Martorano JT, Ahlgrimm M, Meyers D. Differentiating between natural progesterone and synthetic progestogens: clinical implications for PMS management. Comprehensive Therapy 1993; 19(3):96-8.
Clinical observations demonstrate that patients suffering from PMS respond to treatment with natural progesterone, whereas synthetic progestins may exacerbate the condition. The authors review the differences between natural progesterone and synthetic progestins.
Ottosson UB, Johansson BG, et al. Subfractions of high-density lipoprotein cholesterol during estrogen replacement therapy: A comparison between progestogens and natural progesterone. American Journal of Obstetrics and Gynecology 1993 Mar;151(6): 746-50.
Fifty-eight postmenopausal women were followed with respect to subfractions of high-density lipoprotein during 3 cycles of unopposed estrogen. The women received either levonorgestrel, medroxyprogesterone acetate, or natural progesterone during the last ten days of the treatment period. Both progestogens significantly lowered HDL cholesterol, whereas natural progesterone had no effect on HDL levels.
Saarikoski S, Yliskoski M, Penttila I. Sequential use of norethisterone and natural progesterone in pre-menopausal bleeding disorders. Maturitas 1990 Jun;12(2):89-97.
This randomized controlled study evaluated the effects of norethisterone (NET) and micronized progesterone (MP) on bleeding disorders in pre-menopausal women. 80 patients were randomized to the trial and all were found via endometrial morphology to need progestogen therapy. They were subsequently treated with NET or MP. In both treatment groups, hyperplastic changes disappeared during the first three cycles, with the duration of treatment being 6 months. NET decreased follicle-stimulating hormone, luteinizing hormone, estradiol and sex-hormone-binding globulin levels (P < 0.001) whereas no changes were seen during MP treatment. High-density-lipoprotein cholesterol and triglyceride levels were also lowered by NET (P< 0.001-0.02) slightly decreased phospholipids. MP treatment had no effect on lipid profiles suggesting it may be a preferred progestogen for the treatment of bleeding disorders.
Dalton K. The effects of progesterone and progestogens on the foetus. Neuropharmacology 1981; 20:1267-9.
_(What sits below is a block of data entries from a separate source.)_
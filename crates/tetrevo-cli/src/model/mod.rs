pub(crate) mod ai_model;
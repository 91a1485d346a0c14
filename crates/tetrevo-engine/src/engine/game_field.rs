use rand::Rng;

use crate::core::{BoardGrid, Piece, PieceKind};

use super::piece_queue::PieceQueue;

/// Board plus the pre-drawn next piece.
#[derive(Debug, Clone)]
pub struct GameField {
    board: BoardGrid,
    queue: PieceQueue,
}

impl GameField {
    /// Creates an empty field and draws the first next piece.
    pub fn new<R>(rng: &mut R) -> Self
    where
        R: Rng + ?Sized,
    {
        Self::with_board(BoardGrid::EMPTY, rng)
    }

    /// Like [`Self::new`], but starting from an existing board.
    pub fn with_board<R>(board: BoardGrid, rng: &mut R) -> Self
    where
        R: Rng + ?Sized,
    {
        Self {
            board,
            queue: PieceQueue::new(rng),
        }
    }

    #[must_use]
    pub fn board(&self) -> &BoardGrid {
        &self.board
    }

    #[must_use]
    pub fn next_piece(&self) -> PieceKind {
        self.queue.peek_next()
    }

    /// Takes the next piece from the queue and returns it at the spawn position.
    ///
    /// Returns `None` when the spawn position is blocked, i.e. the game is over. The piece
    /// is consumed either way.
    pub fn spawn<R>(&mut self, rng: &mut R) -> Option<Piece>
    where
        R: Rng + ?Sized,
    {
        let piece = Piece::new(self.queue.pop_next(rng));
        (!self.board.is_game_over(piece)).then_some(piece)
    }

    /// Locks `piece` into the board and clears filled lines.
    ///
    /// Returns the number of cleared lines.
    pub fn complete_piece_drop(&mut self, piece: Piece) -> usize {
        self.board.fill_piece(piece);
        self.board.clear_lines()
    }
}
//! Session evaluation: fitness of a weight vector measured by self-play.
//!
//! A session is one game started on an empty board and played by a [`TurnEvaluator`] until
//! the spawn position is blocked or the turn limit is reached. Its fitness is the total number
//! of cleared lines. The turn limit bounds the cost of a game even for weights that never top
//! out.
//!
//! # Usage
//!
//! ```
//! use rand::SeedableRng;
//! use rand_pcg::Pcg32;
//! use tetrevo_evaluator::{
//!     HeuristicWeights,
//!     session_evaluator::{DefaultSessionEvaluator, SessionEvaluator},
//!     turn_evaluator::TurnEvaluator,
//! };
//!
//! let weights = HeuristicWeights::new(0.76, -0.51, -0.36, -0.18);
//! let turn_evaluator = TurnEvaluator::new(Box::new(weights));
//! let session_evaluator = DefaultSessionEvaluator::new(50);
//!
//! let mut rng = Pcg32::seed_from_u64(3);
//! let fitness = session_evaluator.play_and_evaluate_sessions(&turn_evaluator, 2, &mut rng);
//! assert!(fitness >= 0.0);
//! ```

use std::fmt;

use rand::{Rng, RngCore};
use tetrevo_engine::GameField;

use crate::{HeuristicWeights, turn_evaluator::TurnEvaluator};

/// Default turn limit of a simulated game.
pub const MAX_MOVES_PER_GAME: usize = 500;

/// Plays one game with `weights` and returns the number of cleared lines.
///
/// The game stops when a spawned piece does not fit or after `turn_limit` placements.
#[expect(clippy::cast_precision_loss)]
pub fn simulate_game<R>(weights: &HeuristicWeights, rng: &mut R, turn_limit: usize) -> f64
where
    R: Rng + ?Sized,
{
    let turn_evaluator = TurnEvaluator::new(Box::new(*weights));
    let mut field = GameField::new(rng);
    let stats = turn_evaluator.play_session(&mut field, rng, turn_limit);
    stats.total_cleared_lines() as f64
}

/// Evaluates complete game sessions for training.
///
/// Used by the genetic algorithm to compute fitness scores for individuals.
pub trait SessionEvaluator: fmt::Debug + Send + Sync {
    /// Plays and evaluates a single game session.
    fn play_and_evaluate_session(
        &self,
        turn_evaluator: &TurnEvaluator,
        rng: &mut dyn RngCore,
    ) -> f64;

    /// Plays `games` sessions and returns their mean fitness, or 0 for no games.
    #[expect(clippy::cast_precision_loss)]
    fn play_and_evaluate_sessions(
        &self,
        turn_evaluator: &TurnEvaluator,
        games: usize,
        rng: &mut dyn RngCore,
    ) -> f64 {
        if games == 0 {
            return 0.0;
        }
        let total: f64 = (0..games)
            .map(|_| self.play_and_evaluate_session(turn_evaluator, rng))
            .sum();
        total / games as f64
    }
}

/// Scores a session by its total cleared lines.
#[derive(Debug, Clone)]
pub struct DefaultSessionEvaluator {
    turn_limit: usize,
}

impl Default for DefaultSessionEvaluator {
    fn default() -> Self {
        Self::new(MAX_MOVES_PER_GAME)
    }
}

impl DefaultSessionEvaluator {
    #[must_use]
    pub const fn new(turn_limit: usize) -> Self {
        Self { turn_limit }
    }

    #[must_use]
    pub const fn turn_limit(&self) -> usize {
        self.turn_limit
    }
}

impl SessionEvaluator for DefaultSessionEvaluator {
    #[expect(clippy::cast_precision_loss)]
    fn play_and_evaluate_session(
        &self,
        turn_evaluator: &TurnEvaluator,
        rng: &mut dyn RngCore,
    ) -> f64 {
        let mut field = GameField::new(rng);
        let stats = turn_evaluator.play_session(&mut field, rng, self.turn_limit);
        stats.total_cleared_lines() as f64
    }
}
This article looks at the differing effects of progesterone and synthetic progestogens on the fetus. Of note in this article is evidence that progesterone supplementation may reduce episodes of pre-eclampsia. Synthetic progestogen supplementation during pregnancy may produce a variety of side effects. Several references are made to articles documenting cases of masculinization of external genitalia in female babies. There are two known cases of true hermaphroditism and several cases of behavioral problems developing in adolescent girls whose mothers took oral synthetic progestogens during pregnancy. More problematic may be administration of oral estrogen-progestogen preparations. Side effects may include spina bifida, esophageal anomalies, heart defects and limb reduction deformities.